MATERIAL FOR THIS EXERCISE:
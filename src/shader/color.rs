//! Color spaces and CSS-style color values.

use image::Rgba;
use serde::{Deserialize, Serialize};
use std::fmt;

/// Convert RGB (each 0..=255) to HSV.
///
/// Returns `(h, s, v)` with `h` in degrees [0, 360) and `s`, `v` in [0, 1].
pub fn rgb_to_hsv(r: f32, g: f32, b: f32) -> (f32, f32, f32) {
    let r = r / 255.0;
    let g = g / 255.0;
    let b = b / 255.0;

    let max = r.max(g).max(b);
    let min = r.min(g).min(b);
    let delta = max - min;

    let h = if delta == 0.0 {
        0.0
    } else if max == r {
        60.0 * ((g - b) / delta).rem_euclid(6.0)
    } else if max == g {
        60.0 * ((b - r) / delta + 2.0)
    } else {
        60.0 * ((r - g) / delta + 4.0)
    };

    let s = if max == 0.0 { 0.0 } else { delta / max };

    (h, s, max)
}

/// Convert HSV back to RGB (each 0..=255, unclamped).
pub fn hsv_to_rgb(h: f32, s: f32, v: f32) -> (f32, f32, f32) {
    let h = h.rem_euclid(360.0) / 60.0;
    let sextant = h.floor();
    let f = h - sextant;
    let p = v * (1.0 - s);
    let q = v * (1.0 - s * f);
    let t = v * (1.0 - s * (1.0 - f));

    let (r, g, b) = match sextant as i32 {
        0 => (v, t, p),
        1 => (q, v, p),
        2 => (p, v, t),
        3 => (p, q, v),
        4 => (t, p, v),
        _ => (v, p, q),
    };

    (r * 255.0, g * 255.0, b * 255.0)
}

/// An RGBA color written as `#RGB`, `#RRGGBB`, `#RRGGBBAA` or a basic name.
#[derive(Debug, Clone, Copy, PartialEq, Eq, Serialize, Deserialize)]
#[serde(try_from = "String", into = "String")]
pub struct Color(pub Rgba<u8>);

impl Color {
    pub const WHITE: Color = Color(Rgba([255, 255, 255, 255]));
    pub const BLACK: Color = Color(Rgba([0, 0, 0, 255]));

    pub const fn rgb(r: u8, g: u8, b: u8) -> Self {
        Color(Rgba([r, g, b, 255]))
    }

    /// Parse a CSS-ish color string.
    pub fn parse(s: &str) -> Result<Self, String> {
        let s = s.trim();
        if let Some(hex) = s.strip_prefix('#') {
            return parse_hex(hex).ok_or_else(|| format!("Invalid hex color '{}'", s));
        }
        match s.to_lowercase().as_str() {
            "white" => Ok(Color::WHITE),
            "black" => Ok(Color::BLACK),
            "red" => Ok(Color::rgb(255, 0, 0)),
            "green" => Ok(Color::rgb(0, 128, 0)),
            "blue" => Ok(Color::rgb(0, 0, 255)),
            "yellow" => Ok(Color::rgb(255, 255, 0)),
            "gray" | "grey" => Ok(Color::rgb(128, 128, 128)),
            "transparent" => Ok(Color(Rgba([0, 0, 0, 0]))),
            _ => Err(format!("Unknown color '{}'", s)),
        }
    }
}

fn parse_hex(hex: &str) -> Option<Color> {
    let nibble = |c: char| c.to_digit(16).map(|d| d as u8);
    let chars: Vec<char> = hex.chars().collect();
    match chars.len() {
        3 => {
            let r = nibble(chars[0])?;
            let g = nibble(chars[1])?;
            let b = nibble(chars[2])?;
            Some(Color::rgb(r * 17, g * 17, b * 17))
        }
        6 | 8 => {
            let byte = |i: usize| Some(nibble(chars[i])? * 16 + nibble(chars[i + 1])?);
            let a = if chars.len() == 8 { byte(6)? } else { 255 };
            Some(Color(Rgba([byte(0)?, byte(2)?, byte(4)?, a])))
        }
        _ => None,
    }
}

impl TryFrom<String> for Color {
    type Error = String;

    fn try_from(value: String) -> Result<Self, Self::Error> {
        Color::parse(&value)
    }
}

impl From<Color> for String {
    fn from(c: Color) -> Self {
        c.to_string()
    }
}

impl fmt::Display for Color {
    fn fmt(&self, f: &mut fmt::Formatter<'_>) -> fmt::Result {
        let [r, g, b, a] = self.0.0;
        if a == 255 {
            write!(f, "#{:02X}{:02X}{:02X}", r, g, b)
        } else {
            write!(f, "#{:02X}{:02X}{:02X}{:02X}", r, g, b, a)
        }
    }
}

REQUIRED ACTION: Write out all of the records exactly as they stand above.

OUTPUT:
filename src/shader/color.rs
//! Color spaces and CSS-style color values.

use image::Rgba;
use serde::{Deserialize, Serialize};
use std::fmt;

/// Convert RGB (each 0..=255) to HSV.
///
/// Returns `(h, s, v)` with `h` in degrees [0, 360) and `s`, `v` in [0, 1].
pub fn rgb_to_hsv(r: f32, g: f32, b: f32) -> (f32, f32, f32) {
    let r = r / 255.0;
    let g = g / 255.0;
    let b = b / 255.0;

    let max = r.max(g).max(b);
    let min = r.min(g).min(b);
    let delta = max - min;

    let h = if delta == 0.0 {
        0.0
    } else if max == r {
        60.0 * ((g - b) / delta).rem_euclid(6.0)
    } else if max == g {
        60.0 * ((b - r) / delta + 2.0)
    } else {
        60.0 * ((r - g) / delta + 4.0)
    };

    let s = if max == 0.0 { 0.0 } else { delta / max };

    (h, s, max)
}

/// Convert HSV back to RGB (each 0..=255, unclamped).
pub fn hsv_to_rgb(h: f32, s: f32, v: f32) -> (f32, f32, f32) {
    let h = h.rem_euclid(360.0) / 60.0;
    let sextant = h.floor();
    let f = h - sextant;
    let p = v * (1.0 - s);
    let q = v * (1.0 - s * f);
    let t = v * (1.0 - s * (1.0 - f));

    let (r, g, b) = match sextant as i32 {
        0 => (v, t, p),
        1 => (q, v, p),
        2 => (p, v, t),
        3 => (p, q, v),
        4 => (t, p, v),
        _ => (v, p, q),
    };

    (r * 255.0, g * 255.0, b * 255.0)
}

/// An RGBA color written as `#RGB`, `#RRGGBB`, `#RRGGBBAA` or a basic name.
#[derive(Debug, Clone, Copy, PartialEq, Eq, Serialize, Deserialize)]
#[serde(try_from = "String", into = "String")]
pub struct Color(pub Rgba<u8>);

impl Color {
    pub const WHITE: Color = Color(Rgba([255, 255, 255, 255]));
    pub const BLACK: Color = Color(Rgba([0, 0, 0, 255]));

    pub const fn rgb(r: u8, g: u8, b: u8) -> Self {
        Color(Rgba([r, g, b, 255]))
    }

    /// Parse a CSS-ish color string.
    pub fn parse(s: &str) -> Result<Self, String> {
        let s = s.trim();
        if let Some(hex) = s.strip_prefix('#') {
            return parse_hex(hex).ok_or_else(|| format!("Invalid hex color '{}'", s));
        }
        match s.to_lowercase().as_str() {
            "white" => Ok(Color::WHITE),
            "black" => Ok(Color::BLACK),
            "red" => Ok(Color::rgb(255, 0, 0)),
            "green" => Ok(Color::rgb(0, 128, 0)),
            "blue" => Ok(Color::rgb(0, 0, 255)),
            "yellow" => Ok(Color::rgb(255, 255, 0)),
            "gray" | "grey" => Ok(Color::rgb(128, 128, 128)),
            "transparent" => Ok(Color(Rgba([0, 0, 0, 0]))),
            _ => Err(format!("Unknown color '{}'", s)),
        }
    }
}

fn parse_hex(hex: &str) -> Option<Color> {
    let nibble = |c: char| c.to_digit(16).map(|d| d as u8);
    let chars: Vec<char> = hex.chars().collect();
    match chars.len() {
        3 => {
            let r = nibble(chars[0])?;
            let g = nibble(chars[1])?;
            let b = nibble(chars[2])?;
            Some(Color::rgb(r * 17, g * 17, b * 17))
        }
        6 | 8 => {
            let byte = |i: usize| Some(nibble(chars[i])? * 16 + nibble(chars[i + 1])?);
            let a = if chars.len() == 8 { byte(6)? } else { 255 };
            Some(Color(Rgba([byte(0)?, byte(2)?, byte(4)?, a])))
        }
        _ => None,
    }
}

impl TryFrom<String> for Color {
    type Error = String;

    fn try_from(value: String) -> Result<Self, Self::Error> {
        Color::parse(&value)
    }
}

impl From<Color> for String {
    fn from(c: Color) -> Self {
        c.to_string()
    }
}

impl fmt::Display for Color {
    fn fmt(&self, f: &mut fmt::Formatter<'_>) -> fmt::Result {
        let [r, g, b, a] = self.0.0;
        if a == 255 {
            write!(f, "#{:02X}{:02X}{:02X}", r, g, b)
        } else {
            write!(f, "#{:02X}{:02X}{:02X}{:02X}", r, g, b, a)
        }
    }
}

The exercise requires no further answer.